L'accalmie observée ces derniers jours sur une grande partie du territoire ne devrait pas durer. Alors que Météo-France a mis fin à la vigilance rouge canicule, maintenant uniquement cinq départements en alerte orange, les modèles météorologiques dessinent déjà les contours d'un nouveau épisode de forte chaleur. Selon les services de prévision, une nouvelle « anomalie chaude » est attendue à compter du 6 juillet, avec une incertitude encore importante quant à son intensité et sa durée.
Ce scénario confirme les annonces faites par les autorités ces derniers jours, qui évoquaient un bref répit avant une possible reprise des conditions caniculaires. Les températures pourraient à nouveau grimper nettement au-dessus des normales saisonnières, sans que l'on puisse encore préciser si cet épisode atteindra ou non les seuils de vigilance les plus élevés.
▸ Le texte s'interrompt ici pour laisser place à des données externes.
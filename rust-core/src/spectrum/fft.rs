//! FFT engine using realfft for real-valued signals
//!
//! Forward and inverse transforms share one planner so a filter pass over a
//! whole buffer plans each length once.

use num_complex::Complex;
use realfft::{ComplexToReal, RealFftPlanner, RealToComplex};
use std::sync::Arc;

use crate::error::{AudioError, Result};

/// FFT engine for real-valued signals of one fixed length
pub struct FftEngine {
    /// FFT size (number of samples)
    fft_size: usize,

    /// Real FFT processor
    r2c: Arc<dyn RealToComplex<f64>>,

    /// Inverse real FFT processor
    c2r: Arc<dyn ComplexToReal<f64>>,

    /// Reusable input buffer
    input_buffer: Vec<f64>,
}

impl FftEngine {
    /// Create new FFT engine
    ///
    /// # Arguments
    /// * `fft_size` - FFT size (number of samples)
    pub fn new(fft_size: usize) -> Self {
        let mut planner = RealFftPlanner::<f64>::new();
        let r2c = planner.plan_fft_forward(fft_size);
        let c2r = planner.plan_fft_inverse(fft_size);

        Self {
            fft_size,
            r2c,
            c2r,
            input_buffer: vec![0.0; fft_size],
        }
    }

    /// Compute the complex spectrum of a real signal
    ///
    /// # Arguments
    /// * `signal` - Input signal (zero-padded if shorter than fft_size)
    ///
    /// # Returns
    /// Bins X[k] for k = 0..=fft_size/2
    pub fn forward(&mut self, signal: &[f64]) -> Result<Vec<Complex<f64>>> {
        let copy_len = signal.len().min(self.fft_size);
        self.input_buffer[..copy_len].copy_from_slice(&signal[..copy_len]);
        self.input_buffer[copy_len..].fill(0.0);

        let mut spectrum = self.r2c.make_output_vec();
        self.r2c
            .process(&mut self.input_buffer, &mut spectrum)
            .map_err(|e| AudioError::Transform(e.to_string()))?;

        Ok(spectrum)
    }

    /// Reconstruct a real signal of fft_size samples from its half spectrum
    ///
    /// The spectrum is consumed as scratch space. Output is scaled by 1/N so
    /// `inverse(forward(x)) == x`.
    pub fn inverse(&mut self, spectrum: &mut [Complex<f64>]) -> Result<Vec<f64>> {
        if spectrum.len() != self.num_bins() {
            return Err(AudioError::Transform(format!(
                "expected {} bins, got {}",
                self.num_bins(),
                spectrum.len()
            )));
        }

        // DC and Nyquist bins of a real signal have no imaginary part
        spectrum[0].im = 0.0;
        if self.fft_size % 2 == 0 {
            if let Some(last) = spectrum.last_mut() {
                last.im = 0.0;
            }
        }

        let mut output = self.c2r.make_output_vec();
        self.c2r
            .process(spectrum, &mut output)
            .map_err(|e| AudioError::Transform(e.to_string()))?;

        let scale = 1.0 / self.fft_size as f64;
        for s in output.iter_mut() {
            *s *= scale;
        }

        Ok(output)
    }

    /// Compute FFT and return magnitude spectrum
    pub fn compute_magnitude(&mut self, signal: &[f64]) -> Result<Vec<f64>> {
        Ok(self.forward(signal)?.iter().map(|c| c.norm()).collect())
    }

    /// Get FFT size
    pub fn fft_size(&self) -> usize {
        self.fft_size
    }

    /// Get number of frequency bins (fft_size/2 + 1 for real FFT)
    pub fn num_bins(&self) -> usize {
        self.fft_size / 2 + 1
    }

    /// Frequency of every bin in Hz: k * sample_rate / N
    pub fn frequency_axis_hz(&self, sample_rate: f64) -> Vec<f64> {
        (0..self.num_bins())
            .map(|k| k as f64 * sample_rate / self.fft_size as f64)
            .collect()
    }
}
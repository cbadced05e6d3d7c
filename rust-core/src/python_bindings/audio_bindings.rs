//! Python bindings for microphone recording

use std::path::PathBuf;

use numpy::PyArray1;
use pyo3::exceptions::PyValueError;
use pyo3::prelude::*;

use crate::audio::device;
use crate::audio::{AudioDeviceInfo, RecordingConfig, RecordingEngine, RecordingEvent, RecordingFormat, RecordingState};

/// Audio device information exposed to Python
#[pyclass(name = "AudioDeviceInfo")]
#[derive(Clone)]
pub struct PyAudioDeviceInfo {
    #[pyo3(get)]
    pub name: String,
    #[pyo3(get)]
    pub index: usize,
    #[pyo3(get)]
    pub max_input_channels: u16,
}

impl From<AudioDeviceInfo> for PyAudioDeviceInfo {
    fn from(info: AudioDeviceInfo) -> Self {
        Self {
            name: info.name,
            index: info.index,
            max_input_channels: info.max_input_channels,
        }
    }
}

/// List devices that can capture audio
#[pyfunction]
pub fn list_input_devices() -> PyResult<Vec<PyAudioDeviceInfo>> {
    Ok(device::list_input_devices()?
        .into_iter()
        .map(PyAudioDeviceInfo::from)
        .collect())
}

/// Recorder exposed to Python
#[pyclass(name = "Recorder", unsendable)]
pub struct PyRecorder {
    engine: RecordingEngine,
}

#[pymethods]
impl PyRecorder {
    /// Args:
    ///     output_dir: Directory receiving recorded_{n} files
    ///     format: "raw" or "wav"
    ///     sample_rate: Capture rate in Hz
    ///     chunk_size: Samples per captured chunk
    #[new]
    #[pyo3(signature = (output_dir="records", format="raw", sample_rate=44100, chunk_size=1024))]
    fn new(output_dir: &str, format: &str, sample_rate: u32, chunk_size: usize) -> PyResult<Self> {
        let format = match format {
            "raw" => RecordingFormat::Raw,
            "wav" => RecordingFormat::Wav,
            other => {
                return Err(PyValueError::new_err(format!(
                    "Unknown recording format: {}",
                    other
                )))
            }
        };

        let config = RecordingConfig {
            sample_rate,
            chunk_size,
            output_dir: PathBuf::from(output_dir),
            format,
            ring_capacity: sample_rate as usize,
        };
        config.validate()?;

        Ok(Self {
            engine: RecordingEngine::new(config),
        })
    }

    /// Start capturing; `None` leaves the recorder idle
    #[pyo3(signature = (device=None))]
    fn start(&mut self, device: Option<PyAudioDeviceInfo>) -> PyResult<()> {
        let info = device.map(|d| AudioDeviceInfo {
            name: d.name,
            index: d.index,
            max_input_channels: d.max_input_channels,
            max_output_channels: 0,
        });
        self.engine.start(info.as_ref())?;
        Ok(())
    }

    /// Read the next chunk, or None when not recording
    fn capture_chunk<'py>(&mut self, py: Python<'py>) -> PyResult<Option<&'py PyArray1<i16>>> {
        Ok(self
            .engine
            .capture_chunk()?
            .map(|chunk| PyArray1::from_vec(py, chunk)))
    }

    /// Stop and save; returns the written path
    fn stop(&mut self) -> PyResult<Option<String>> {
        Ok(self
            .engine
            .stop()?
            .map(|path| path.to_string_lossy().into_owned()))
    }

    fn close(&mut self) {
        self.engine.close();
    }

    fn is_recording(&self) -> bool {
        self.engine.state() == RecordingState::Recording
    }

    /// Drain pending notifications
    ///
    /// Returns:
    ///     List of ("chunk", sample_count) or ("finished", path) tuples
    fn poll_events(&self, py: Python<'_>) -> Vec<(&'static str, PyObject)> {
        self.engine
            .events()
            .try_iter()
            .map(|event| match event {
                RecordingEvent::ChunkCaptured(chunk) => ("chunk", chunk.len().into_py(py)),
                RecordingEvent::Finished(path) => ("finished", path.to_string_lossy().into_owned().into_py(py)),
            })
            .collect()
    }
}
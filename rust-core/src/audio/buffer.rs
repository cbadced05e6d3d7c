//! Lock-free ring buffer for audio data
//!
//! Carries samples between the transport threads and the cpal callbacks.

use ringbuf::{HeapConsumer, HeapProducer, HeapRb};

/// Single-producer single-consumer sample queue
pub struct AudioRingBuffer<T> {
    producer: HeapProducer<T>,
    consumer: HeapConsumer<T>,
    capacity: usize,
}

impl<T: Copy> AudioRingBuffer<T> {
    /// Create new ring buffer with given capacity
    ///
    /// # Arguments
    /// * `capacity` - Buffer capacity in samples
    pub fn new(capacity: usize) -> Self {
        let rb = HeapRb::<T>::new(capacity);
        let (producer, consumer) = rb.split();

        Self {
            producer,
            consumer,
            capacity,
        }
    }

    /// Split into producer and consumer ends
    pub fn split(self) -> (AudioProducer<T>, AudioConsumer<T>) {
        (
            AudioProducer {
                producer: self.producer,
                capacity: self.capacity,
            },
            AudioConsumer {
                consumer: self.consumer,
                capacity: self.capacity,
            },
        )
    }

    /// Get buffer capacity
    pub fn capacity(&self) -> usize {
        self.capacity
    }
}

/// Producer end of audio ring buffer (for writing)
pub struct AudioProducer<T> {
    producer: HeapProducer<T>,
    capacity: usize,
}

impl<T: Copy> AudioProducer<T> {
    /// Write samples to buffer
    ///
    /// # Returns
    /// Number of samples actually written (may be less if buffer is full)
    pub fn write(&mut self, samples: &[T]) -> usize {
        self.producer.push_slice(samples)
    }

    /// Get number of free slots
    pub fn free_len(&self) -> usize {
        self.producer.free_len()
    }

    /// True once the consumer has taken everything written so far
    pub fn is_drained(&self) -> bool {
        self.producer.is_empty()
    }

    /// Get buffer capacity
    pub fn capacity(&self) -> usize {
        self.capacity
    }
}

/// Consumer end of audio ring buffer (for reading)
pub struct AudioConsumer<T> {
    consumer: HeapConsumer<T>,
    capacity: usize,
}

impl<T: Copy> AudioConsumer<T> {
    /// Read samples from buffer
    ///
    /// # Returns
    /// Number of samples actually read (may be less if buffer doesn't have enough)
    pub fn read(&mut self, buffer: &mut [T]) -> usize {
        self.consumer.pop_slice(buffer)
    }

    /// Get number of available samples
    pub fn len(&self) -> usize {
        self.consumer.len()
    }

    /// Check if buffer is empty
    pub fn is_empty(&self) -> bool {
        self.consumer.is_empty()
    }

    /// Get buffer capacity
    pub fn capacity(&self) -> usize {
        self.capacity
    }
}

#[cfg(test)]
mod tests {
    use super::*;

    #[test]
    fn test_ring_buffer_write_read() {
        let rb = AudioRingBuffer::<i16>::new(1024);
        let (mut producer, mut consumer) = rb.split();

        let data = vec![1, 2, 3, 4, 5];
        assert_eq!(producer.write(&data), 5);
        assert!(!producer.is_drained());

        let mut output = vec![0; 5];
        assert_eq!(consumer.read(&mut output), 5);
        assert_eq!(output, data);
        assert!(producer.is_drained());
    }

    #[test]
    fn test_ring_buffer_overflow_drops() {
        let rb = AudioRingBuffer::<f32>::new(10);
        let (mut producer, mut consumer) = rb.split();

        // Only capacity is accepted, the rest is dropped
        let written = producer.write(&[1.0; 20]);
        assert!(written <= 10);
        assert_eq!(producer.free_len(), 0);

        let mut output = vec![0.0; 20];
        assert_eq!(consumer.read(&mut output), written);
    }

    #[test]
    fn test_ring_buffer_underflow() {
        let rb = AudioRingBuffer::<i16>::new(1024);
        let (_producer, mut consumer) = rb.split();

        let mut output = vec![0; 10];
        assert_eq!(consumer.read(&mut output), 0);
        assert!(consumer.is_empty());
    }
}
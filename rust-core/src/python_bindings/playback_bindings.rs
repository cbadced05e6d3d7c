//! Python bindings for playback

use std::time::Duration;

use pyo3::prelude::*;

use crate::audio::{PlaybackConfig, PlaybackEngine, PlaybackEvent, PlaybackState};
use crate::signal;

/// Playback transport exposed to Python
#[pyclass(name = "Player")]
pub struct PyPlayer {
    engine: PlaybackEngine,
}

#[pymethods]
impl PyPlayer {
    /// Args:
    ///     chunk_size: Samples per streamed chunk
    ///     poll_interval_ms: Pause polling period
    #[new]
    #[pyo3(signature = (chunk_size=1024, poll_interval_ms=100))]
    fn new(chunk_size: usize, poll_interval_ms: u64) -> PyResult<Self> {
        let config = PlaybackConfig {
            chunk_size,
            poll_interval: Duration::from_millis(poll_interval_ms),
        };
        config.validate()?;

        Ok(Self {
            engine: PlaybackEngine::new(config),
        })
    }

    /// Load `path` and start playing it on the default output device
    fn play(&mut self, path: &str) -> PyResult<()> {
        let buffer = signal::load(path)?;
        self.engine.start(&buffer)?;
        Ok(())
    }

    fn pause(&self) {
        self.engine.pause();
    }

    fn resume(&self) {
        self.engine.resume();
    }

    #[pyo3(signature = (seconds=2.0))]
    fn seek_forward(&self, seconds: f64) {
        self.engine.seek_forward(seconds);
    }

    #[pyo3(signature = (seconds=2.0))]
    fn seek_backward(&self, seconds: f64) {
        self.engine.seek_backward(seconds);
    }

    fn reset(&self) {
        self.engine.reset();
    }

    /// Stop streaming and release the output device
    fn close(&mut self) {
        self.engine.close();
    }

    /// Cursor position in seconds
    fn position(&self) -> f64 {
        self.engine.position_secs()
    }

    /// One of "idle", "playing", "paused", "finished"
    fn state(&self) -> &'static str {
        match self.engine.state() {
            PlaybackState::Idle => "idle",
            PlaybackState::Playing => "playing",
            PlaybackState::Paused => "paused",
            PlaybackState::Finished => "finished",
        }
    }

    /// Drain pending notifications
    ///
    /// Returns:
    ///     List of (kind, position_seconds) tuples; position is None except
    ///     for "position" events
    fn poll_events(&self) -> Vec<(&'static str, Option<f64>)> {
        self.engine
            .events()
            .try_iter()
            .map(|event| match event {
                PlaybackEvent::Paused => ("paused", None),
                PlaybackEvent::Resumed => ("resumed", None),
                PlaybackEvent::Finished => ("finished", None),
                PlaybackEvent::Position(secs) => ("position", Some(secs)),
            })
            .collect()
    }
}
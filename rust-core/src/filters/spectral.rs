//! Whole-buffer FFT filtering
//!
//! normalize -> rfft -> mask -> irfft -> rescale to i16. The magnitudes
//! before and after masking are returned for the comparison plots.

use std::path::{Path, PathBuf};

use super::spec::FilterSpec;
use crate::error::{AudioError, Result};
use crate::signal::{self, DecodeQuirk, SampleBuffer};
use crate::spectrum::FftEngine;

/// Stands in for an exact zero peak: an inverse FFT of an all-zero
/// spectrum returns round-off residue rather than exact zeros
const SILENCE_FLOOR: f64 = 1e-9;

/// Bin frequencies with magnitudes before and after masking
#[derive(Debug, Clone, PartialEq)]
pub struct SpectrumPair {
    /// Bin frequencies in Hz
    pub frequencies: Vec<f64>,

    /// |X[k]| of the normalized input
    pub original_magnitudes: Vec<f64>,

    /// |X[k]| after the mask
    pub filtered_magnitudes: Vec<f64>,
}

impl SpectrumPair {
    pub fn len(&self) -> usize {
        self.frequencies.len()
    }

    pub fn is_empty(&self) -> bool {
        self.frequencies.is_empty()
    }
}

/// Result of filtering a file on disk
#[derive(Debug, Clone)]
pub struct FilterReport {
    pub output_path: PathBuf,
    pub buffer: SampleBuffer,
    pub spectrum: SpectrumPair,
}

/// FFT filter over complete buffers
///
/// Keeps the last FFT plan so repeated passes over equal-length buffers
/// skip planning.
#[derive(Default)]
pub struct SpectralFilter {
    engine: Option<FftEngine>,
}

impl SpectralFilter {
    pub fn new() -> Self {
        Self::default()
    }

    fn engine_for(&mut self, len: usize) -> &mut FftEngine {
        let stale = self.engine.as_ref().map_or(true, |e| e.fft_size() != len);
        if stale {
            self.engine = Some(FftEngine::new(len));
        }
        self.engine.get_or_insert_with(|| FftEngine::new(len))
    }

    /// Filter a buffer, producing a new 16-bit buffer and the spectra
    ///
    /// Fails with `EmptySignal` when the input is silent or when the mask
    /// removes every bin that carried energy.
    pub fn apply(&mut self, buffer: &SampleBuffer, spec: FilterSpec) -> Result<(SampleBuffer, SpectrumPair)> {
        spec.validate()?;

        let normalized = buffer.normalized()?;
        let n = normalized.len();
        let sample_rate = buffer.sample_rate();

        let engine = self.engine_for(n);
        let mut bins = engine.forward(&normalized)?;
        let frequencies = engine.frequency_axis_hz(sample_rate as f64);

        let original_magnitudes: Vec<f64> = bins.iter().map(|c| c.norm()).collect();
        spec.apply_mask(&mut bins, &frequencies);
        let filtered_magnitudes: Vec<f64> = bins.iter().map(|c| c.norm()).collect();

        let reconstructed = engine.inverse(&mut bins)?;

        let peak = reconstructed.iter().map(|x| x.abs()).fold(0.0, f64::max);
        if peak < SILENCE_FLOOR {
            return Err(AudioError::EmptySignal);
        }

        let scale = i16::MAX as f64 / peak;
        let samples: Vec<i16> = reconstructed.iter().map(|&x| (x * scale) as i16).collect();

        log::debug!(
            "Applied {} to {} samples at {} Hz ({} bins)",
            spec,
            n,
            sample_rate,
            frequencies.len()
        );

        let mut filtered = SampleBuffer::from_i16(samples, sample_rate)?;
        if buffer.has_quirk(DecodeQuirk::DuplicatedLength) {
            filtered = filtered.truncated(n / 2);
        }
        let spectrum = SpectrumPair {
            frequencies,
            original_magnitudes,
            filtered_magnitudes,
        };

        Ok((filtered, spectrum))
    }

    /// Load a file, filter it and write `<stem>_<params>_<KIND>.wav` beside it
    ///
    /// Nothing is written unless the whole transform succeeds.
    pub fn process_file(&mut self, path: impl AsRef<Path>, spec: FilterSpec) -> Result<FilterReport> {
        let path = path.as_ref();
        let input = signal::load(path)?;
        let (buffer, spectrum) = self.apply(&input, spec)?;

        let stem = path
            .file_stem()
            .and_then(|s| s.to_str())
            .ok_or_else(|| AudioError::UnsupportedFormat(path.display().to_string()))?;
        let output_path = path.with_file_name(spec.output_file_name(stem));

        signal::write_wav(&output_path, &buffer)?;
        log::info!("Wrote {} ({})", output_path.display(), spec);

        Ok(FilterReport {
            output_path,
            buffer,
            spectrum,
        })
    }
}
Les prévisionnistes soulignent que l'incertitude actuelle est liée à la configuration atmosphérique à grande échelle. Selon les dernières projections, un dôme de chaleur pourrait se reformer sur l'Europe de l'Ouest, mais sa localisation exacte et son ampleur restent difficiles à déterminer à plus d'une semaine d'échéance. Il est encore trop tôt pour savoir quelles régions seront les plus exposées.
Les autorités appellent néanmoins à la prudence et rappellent que la vigilance reste de mise, notamment pour les personnes vulnérables. Le précédent épisode caniculaire, qui a concerné jusqu'à 72 départements en vigilance rouge, a montré la nécessité d'anticiper les vagues de chaleur successives. Les services de santé publique recommandent de se préparer dès à présent à de nouvelles fortes chaleurs, en adoptant les gestes de prévention habituels : hydratation régulière, limitation des activités physiques aux heures les plus chaudes, et maintien au frais des habitations.
Dans l'attente de prévisions plus affinées, le prochain bulletin de Météo-France, attendu dans les jours qui viennent, permettra de préciser la trajectoire de cette nouvelle anomalie. Le gouvernement suit la situation de près et pourrait activer de nouveau la cellule interministérielle de crise si les seuils de vigilance venaient à être franchis.